Participants attended study centres at screening, baseline, weeks 4 (DTG group only), 12, 24, 36, and 48. All participants remained in the study up to the week 48 visit unless consent was withdrawn. Each visit included general assessment of vital signs, including arterial blood pressure (BP) and adverse events, physical examination, and collection of blood samples for full blood cell counts and serum chemistry, liver, renal function, and immunovirological measurements. CD4+ cell counts and plasma viral loads were measured at screening, baseline, week 24, and week 48. Fasting (overnight or >6 h) serum lipids were measured at all visits. Estimated glomerular filtration rate (eGFR) was calculated by the Chronic Kidney Disease Epidemilogy Collaboration method . HIV RNA measurements in plasma and, if indicated, testing for antiretroviral resistance by genotype sequencing were done at local laboratories (the local laboratories were required to meet Clinical Laboratory Improvement Amendments regulations or the country's equivalent). Virological failure was defined as two consecutive measurements of plasma viral load above 50 copies per ml separated at least by 2 weeks during the assigned treatment. A viral blip was defined by a plasma viral load more than 50 copies of HIV RNA per ml followed by a second measurement less than 50 copies of HIV RNA per ml. Safety was assessed at all visits by monitoring of all adverse events and serious adverse events (SAEs), vital signs, and laboratory values. Adherence during the trial was monitored by participant questioning at each medical visit regarding missed tablets, at any moment during the trial or the prior week. Patients and investigators were advised not to change administration of lipid-lowering agents during the study period unless strictly necessary. Patients were also advised at each medical visit to give up smoking, to exercise daily to pay attention to their body weight, diet, and alcohol intake, and to control BP using a written predefined healthy life style guidance formulary. AIDS events and deaths, SAEs, adverse events grade 3 or above, adverse events leading to modification of study drugs, all protocol discontinuations, and all protocol-defined episodes of virological failures required confirmation by an independent endpoint review committee, whose members were unaware of individual patient's treatment regimens.

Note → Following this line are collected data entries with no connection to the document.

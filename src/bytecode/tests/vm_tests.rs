//! Tests for the stack machine, including agreement with the tree walker

use std::collections::HashMap;

use maplit::hashmap;

use crate::bytecode::{compile, vm, BytecodeProgram, OpCode};
use crate::executor::{eval_expr, Interpreter, ScriptContext, ScriptError, Services, Val};
use crate::host::NeverCancelled;
use crate::parser::parse_expression;

fn variables() -> HashMap<String, Val> {
    hashmap! {
        "x".to_string() => Val::Int(7),
        "y".to_string() => Val::Int(2),
        "f".to_string() => Val::Num(2.5),
        "s".to_string() => Val::from("ab"),
        "none".to_string() => Val::Null,
        "min".to_string() => Val::Int(i64::MIN),
    }
}

/// Run `source` on the VM and on the tree walker against the same variables
fn both(source: &str) -> (Val, Val) {
    let services = Services::default();
    let mut ctx = ScriptContext::new("tR").with_variables(variables());
    let mut interp = Interpreter::new(&mut ctx, &services, &NeverCancelled);

    let program = compile(source).unwrap_or_else(|e| panic!("{}: {}", source, e));
    let from_vm = vm::execute(&program, &mut interp).unwrap();
    let ast = parse_expression(source).unwrap();
    let from_tree = eval_expr(&ast, &mut interp).unwrap();
    (from_vm, from_tree)
}

fn run(source: &str) -> Val {
    both(source).0
}

#[test]
fn test_vm_matches_tree_walker() {
    let sources = [
        "x + y * 3",
        "x / y",
        "x % y",
        "x - y - 1",
        "(x + 1) * (y - 1)",
        "s + x",
        "x > y && y > 1",
        "none || 'default'",
        "x === 7 ? 'seven' : 'other'",
        "-x + f",
        "x << 2",
        "x & 3 | 8",
        "x ^ y",
        "!none",
        "f * 2",
        "x != '7'",
        "1 < 2 < 3",
        "x >= 7 == true",
        "'a' < 'b'",
        "missing || 0",
        "7 / 2",
        "x / 0",
        "0 / 0",
        "x % 0",
    ];
    for source in sources {
        let (from_vm, from_tree) = both(source);
        assert_eq!(
            format!("{:?}", from_vm),
            format!("{:?}", from_tree),
            "evaluators disagree on `{}`",
            source
        );
    }
}

#[test]
fn test_division_results() {
    assert_eq!(run("8 / 2"), Val::Int(4));
    assert_eq!(run("7 / 2"), Val::Num(3.5));
    assert_eq!(run("x / 0"), Val::Num(f64::INFINITY));
    assert_eq!(run("1 / 0"), Val::Num(f64::INFINITY));
    assert_eq!(run("f / 0"), Val::Num(f64::INFINITY));
}

#[test]
fn test_integer_division_sweep() {
    for a in -12i64..=12 {
        for b in (-12i64..=12).filter(|b| *b != 0) {
            let source = format!("{} / {}", a, b);
            let program = compile(&source).unwrap();
            assert!(program.ops.contains(&OpCode::DivInt), "{}", source);

            let (from_vm, from_tree) = both(&source);
            let expected = if a % b == 0 {
                Val::Int(a / b)
            } else {
                Val::Num(a as f64 / b as f64)
            };
            assert_eq!(from_vm, expected, "{}", source);
            assert_eq!(from_tree, expected, "{}", source);
        }
    }
}

#[test]
fn test_division_overflow_becomes_float() {
    let (from_vm, from_tree) = both("min / -1");
    assert_eq!(from_vm, Val::Num(-(i64::MIN as f64)));
    assert_eq!(from_tree, from_vm);
}

#[test]
fn test_short_circuit_keeps_operand() {
    assert_eq!(run("0 || 'b'"), Val::from("b"));
    assert_eq!(run("none && x"), Val::Null);
    assert_eq!(run("x && y"), Val::Int(2));
}

#[test]
fn test_nested_conditionals() {
    assert_eq!(run("x > 5 ? y > 5 ? 'both' : 'x only' : 'neither'"), Val::from("x only"));
}

#[test]
fn test_stack_underflow_is_an_error() {
    let mut program = BytecodeProgram::new("broken");
    program.emit(OpCode::Add, 0);

    let services = Services::default();
    let mut ctx = ScriptContext::new("tR");
    let mut interp = Interpreter::new(&mut ctx, &services, &NeverCancelled);
    let err = vm::execute(&program, &mut interp).unwrap_err();
    assert!(matches!(err, ScriptError::Runtime(ref info) if info.message.contains("underflow")));
}

#[test]
fn test_leftover_values_are_an_error() {
    let mut program = BytecodeProgram::new("two values");
    let one = program.add_constant(Val::Int(1));
    program.emit(OpCode::PushInt, one);
    program.emit(OpCode::PushInt, one);

    let services = Services::default();
    let mut ctx = ScriptContext::new("tR");
    let mut interp = Interpreter::new(&mut ctx, &services, &NeverCancelled);
    assert!(vm::execute(&program, &mut interp).is_err());
}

The two coprimary endpoints were: the proportion of patients able to maintain treatment response (HIV RNA <50 copies per ml with no discontinuation of the study treatment) up to week 48; the percentage change from baseline in total cholesterol (TC) to week 48. Nonresponse was defined as any of the following: virological failure, death from any cause, loss to follow-up, consent withdrawal or permanent change or interruption of randomized treatment for any reason.
Main secondary endpoints were: frequency of all clinical and laboratory adverse events up to week 48; change in CD4+ cell count from baseline to week 48; percentage change from baseline to week 48 of other lipid fractions: non-high-density lipoprotein (HDL) cholesterol, low-density lipoprotein (LDL) cholesterol, HDL cholesterol, triglycerides, and TC : HDL cholesterol ratio and changes from baseline to week 48 of Framingham CVD risk score at 10 years.

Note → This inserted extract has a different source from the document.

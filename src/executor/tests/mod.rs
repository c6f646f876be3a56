mod helpers;
mod interp_tests;
mod statement_tests;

A total of 420 participants (210 per group) was estimated providing at least 90% power to exclude a noninferiority margin of 10% for the difference in proportion of participants reaching the primary endpoint, assuming 90% of participants have treatment success in the continuous PI/r therapy group and a one-sided α of 0.025 (two-sided α = 0.05). The study is powered for the first primary endpoint as this is the criterion that requires the larger sample size. However, with 210 patients per group, the study will have more than 99% power to detect a between treatment difference of 12% in the mean percentage change from baseline in TC, with a SD of 13.8%, a type I error of 0.05, and a two-tailed nonparametric test. No multiplicity adjustment is needed for having two coprimary endpoints.

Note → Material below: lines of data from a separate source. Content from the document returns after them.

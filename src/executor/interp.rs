//! Interpreter handle
//!
//! [`Interpreter`] binds a [`ScriptContext`] to the engine [`Services`] and
//! the render's cancellation checker, and implements [`RuntimeContext`] on
//! top of them. Name resolution order for a bare identifier:
//!
//! 1. a variable in the context
//! 2. a user function (as a function reference)
//! 3. the module root (`tp`) and built-in namespaces (`Math`, `JSON`, ...)
//! 4. a global function (`parseInt`, ...)
//! 5. `undefined`

use super::builtins;
use super::errors::{self, ScriptError};
use super::evaluate;
use super::expressions::{EvalResult, RuntimeContext};
use super::services::Services;
use super::statements::{self, Control};
use super::types::{ArrowBody, Closure, ScriptContext, UserFunction, Val};
use crate::host::CancellationChecker;

const FRONTMATTER: &str = "frontmatter";

pub struct Interpreter<'a> {
    pub ctx: &'a mut ScriptContext,
    pub services: &'a Services,
    pub cancel: &'a dyn CancellationChecker,
    /// Template block being executed, for traces
    pub block: usize,
    call_depth: usize,
    /// Loops currently running; pure calls are only cached inside one
    loop_depth: usize,
}

impl<'a> Interpreter<'a> {
    pub fn new(
        ctx: &'a mut ScriptContext,
        services: &'a Services,
        cancel: &'a dyn CancellationChecker,
    ) -> Self {
        Self {
            ctx,
            services,
            cancel,
            block: 0,
            call_depth: 0,
            loop_depth: 0,
        }
    }

    pub fn with_block(mut self, block: usize) -> Self {
        self.block = block;
        self
    }

    /// Evaluate expression source with the configured evaluator
    pub fn evaluate(&mut self, source: &str) -> EvalResult {
        evaluate::evaluate(self, source)
    }

    pub fn check_cancelled(&self) -> Result<(), ScriptError> {
        self.cancel.check_cancelled()
    }

    pub(crate) fn enter_loop(&mut self) {
        self.loop_depth += 1;
    }

    /// Leave a loop; its cached call results do not outlive it.
    pub(crate) fn exit_loop(&mut self) {
        self.loop_depth = self.loop_depth.saturating_sub(1);
        self.ctx.clear_iteration_cache();
    }

    fn module_root(&self) -> &str {
        &self.services.config.module_root
    }

    fn frontmatter_path(&self) -> String {
        format!("{}.{}", self.module_root(), FRONTMATTER)
    }

    /// Module name for `tp.<module>` paths
    fn module_name<'p>(&self, path: &'p str) -> Option<&'p str> {
        path.strip_prefix(self.module_root())?.strip_prefix('.')
    }

    /// Replace the frontmatter handle by a plain object copy
    fn materialize(&self, value: Val) -> Val {
        match value {
            Val::Module(path) if path == self.frontmatter_path() => {
                Val::Obj(self.services.frontmatter.get_all())
            }
            other => other,
        }
    }

    /* ===================== Calls ===================== */

    fn enter_call(&mut self, name: &str) -> Result<(), ScriptError> {
        if self.call_depth >= self.services.config.max_call_depth {
            return Err(ScriptError::runtime(
                errors::RANGE_ERROR,
                format!("Maximum call stack size exceeded in '{}'", name),
            ));
        }
        self.call_depth += 1;
        Ok(())
    }

    fn call_user(&mut self, function: UserFunction, args: Vec<Val>) -> EvalResult {
        self.enter_call(&function.name)?;
        let result = (function.body)(self, args);
        self.call_depth -= 1;
        result
    }

    /// Call a user or global function, ignoring variables.
    fn call_named(&mut self, name: &str, args: Vec<Val>) -> EvalResult {
        if let Some(function) = self.ctx.function(name) {
            return self.call_user(function, args);
        }
        match builtins::call_global(name, &args) {
            Some(result) => result,
            None => Err(ScriptError::runtime(
                errors::UNKNOWN_FUNCTION,
                format!("{} is not defined", name),
            )),
        }
    }

    fn call_closure(&mut self, closure: &Closure, args: Vec<Val>) -> EvalResult {
        self.enter_call("<arrow>")?;
        let saved = self.ctx.save_bindings(&closure.params);
        for (i, param) in closure.params.iter().enumerate() {
            self.ctx
                .set(param.clone(), args.get(i).cloned().unwrap_or_default());
        }

        let result = match &closure.body {
            ArrowBody::Expr { e } => super::expressions::eval_expr(e, self),
            ArrowBody::Block { source } => match statements::execute_source(self, source) {
                Ok(Control::Return(v)) => Ok(v.unwrap_or_default()),
                Ok(_) => Ok(Val::Undefined),
                Err(e) => Err(e),
            },
        };

        self.ctx.restore_bindings(saved);
        self.call_depth -= 1;
        result
    }

    fn call_module(&mut self, path: &str, function: &str, args: Vec<Val>) -> EvalResult {
        let Some(module) = self.module_name(path).map(str::to_string) else {
            return Err(ScriptError::runtime(
                errors::UNKNOWN_FUNCTION,
                format!("{}.{} is not a function", path, function),
            ));
        };

        let qualified = format!("{}.{}", path, function);
        let cacheable = self.loop_depth > 0 && self.services.registry.is_pure(&qualified);
        let cache_key = cacheable.then(|| {
            let rendered: Vec<String> = args.iter().map(|a| a.to_json().to_string()).collect();
            format!("{}({})", qualified, rendered.join(","))
        });
        if let Some(hit) = cache_key.as_deref().and_then(|k| self.ctx.cached_call(k)) {
            return Ok(hit);
        }

        tracing::debug!(module = %module, function = %function, "Calling module function");
        let value = self
            .services
            .modules
            .execute_module_function(&module, function, &args)?;
        if let Some(key) = cache_key {
            self.ctx.cache_call(key, value.clone());
        }
        Ok(value)
    }
}

/* ===================== Runtime Context ===================== */

impl RuntimeContext for Interpreter<'_> {
    fn get_variable(&self, name: &str) -> EvalResult {
        if let Some(v) = self.ctx.get(name) {
            return Ok(v);
        }
        if self.ctx.has_function(name) {
            return Ok(Val::Function(name.to_string()));
        }
        if name == self.module_root() || builtins::NAMESPACES.contains(&name) {
            return Ok(Val::Module(name.to_string()));
        }
        if builtins::GLOBAL_FUNCTIONS.contains(&name) {
            return Ok(Val::Function(name.to_string()));
        }
        Ok(Val::Undefined)
    }

    fn set_variable(&mut self, name: &str, value: Val) -> Result<(), ScriptError> {
        let value = self.materialize(value);
        self.ctx.set(name, value);
        Ok(())
    }

    fn call_function(&mut self, name: &str, args: Vec<Val>) -> EvalResult {
        match self.ctx.get(name) {
            Some(callee @ (Val::Closure(_) | Val::Function(_))) => self.call_value(&callee, args),
            Some(other) => Err(ScriptError::type_error(format!(
                "{} is not a function ({})",
                name,
                other.type_name()
            ))),
            None => self.call_named(name, args),
        }
    }

    fn call_method(&mut self, receiver: &mut Val, method: &str, args: Vec<Val>) -> EvalResult {
        let args: Vec<Val> = args.into_iter().map(|a| self.materialize(a)).collect();
        if let Val::Module(path) = &*receiver {
            let path = path.clone();
            if path == self.frontmatter_path() {
                let mut object = Val::Obj(self.services.frontmatter.get_all());
                return builtins::call_method(self, &mut object, method, args);
            }
            if builtins::NAMESPACES.contains(&path.as_str()) {
                return builtins::call_namespace(&path, method, args);
            }
            return self.call_module(&path, method, args);
        }
        builtins::call_method(self, receiver, method, args)
    }

    fn call_value(&mut self, callee: &Val, args: Vec<Val>) -> EvalResult {
        match callee {
            Val::Closure(closure) => self.call_closure(closure, args),
            Val::Function(name) => self.call_named(name, args),
            other => Err(ScriptError::type_error(format!(
                "{} is not a function",
                other.to_display_string()
            ))),
        }
    }

    fn get_property(&mut self, object: &Val, property: &str) -> EvalResult {
        let Val::Module(path) = object else {
            return Ok(builtins::get_property(object, property));
        };

        if *path == self.frontmatter_path() {
            return Ok(self
                .services
                .frontmatter
                .get_value(property)
                .unwrap_or(Val::Undefined));
        }
        if path == self.module_root() {
            return Ok(Val::Module(format!("{}.{}", path, property)));
        }
        if builtins::NAMESPACES.contains(&path.as_str()) {
            return Ok(builtins::namespace_property(path, property).unwrap_or(Val::Undefined));
        }
        // `tp.file.title` style property reads are zero-argument calls
        let path = path.clone();
        self.call_module(&path, property, Vec::new())
    }

    fn get_index(&mut self, object: &Val, index: &Val) -> EvalResult {
        match object {
            Val::Module(_) => self.get_property(object, &index.to_display_string()),
            _ => Ok(builtins::get_index(object, index)),
        }
    }

    fn construct(&mut self, class: &str, args: Vec<Val>) -> EvalResult {
        builtins::construct(class, args)
    }
}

All patients who underwent randomization were included in the intent-to-treat (ITT) population. In the primary, ITT analysis, the proportion of participants who had treatment success was estimated with Kaplan–Meier methods, censoring at week 48 or last follow-up date if missing viral load values at week 48. Treatment success was defined by the absence of virological failure and absence of a permanent discontinuation of study/study drugs (DTG or PI/r). Any discontinuation in the background NtRTIs for any reason with an undetectable viral load was not considered as failure. The difference in percentage of participants in treatment success (DTG – PI/r) was estimated and two-sided 95% confidence interval (CI) of the difference was obtained with bootstrap Standard error (SE) (1000 replicates) as proportions were estimated by time-to-event method. Log-rank test was also used to compare the two survival functions.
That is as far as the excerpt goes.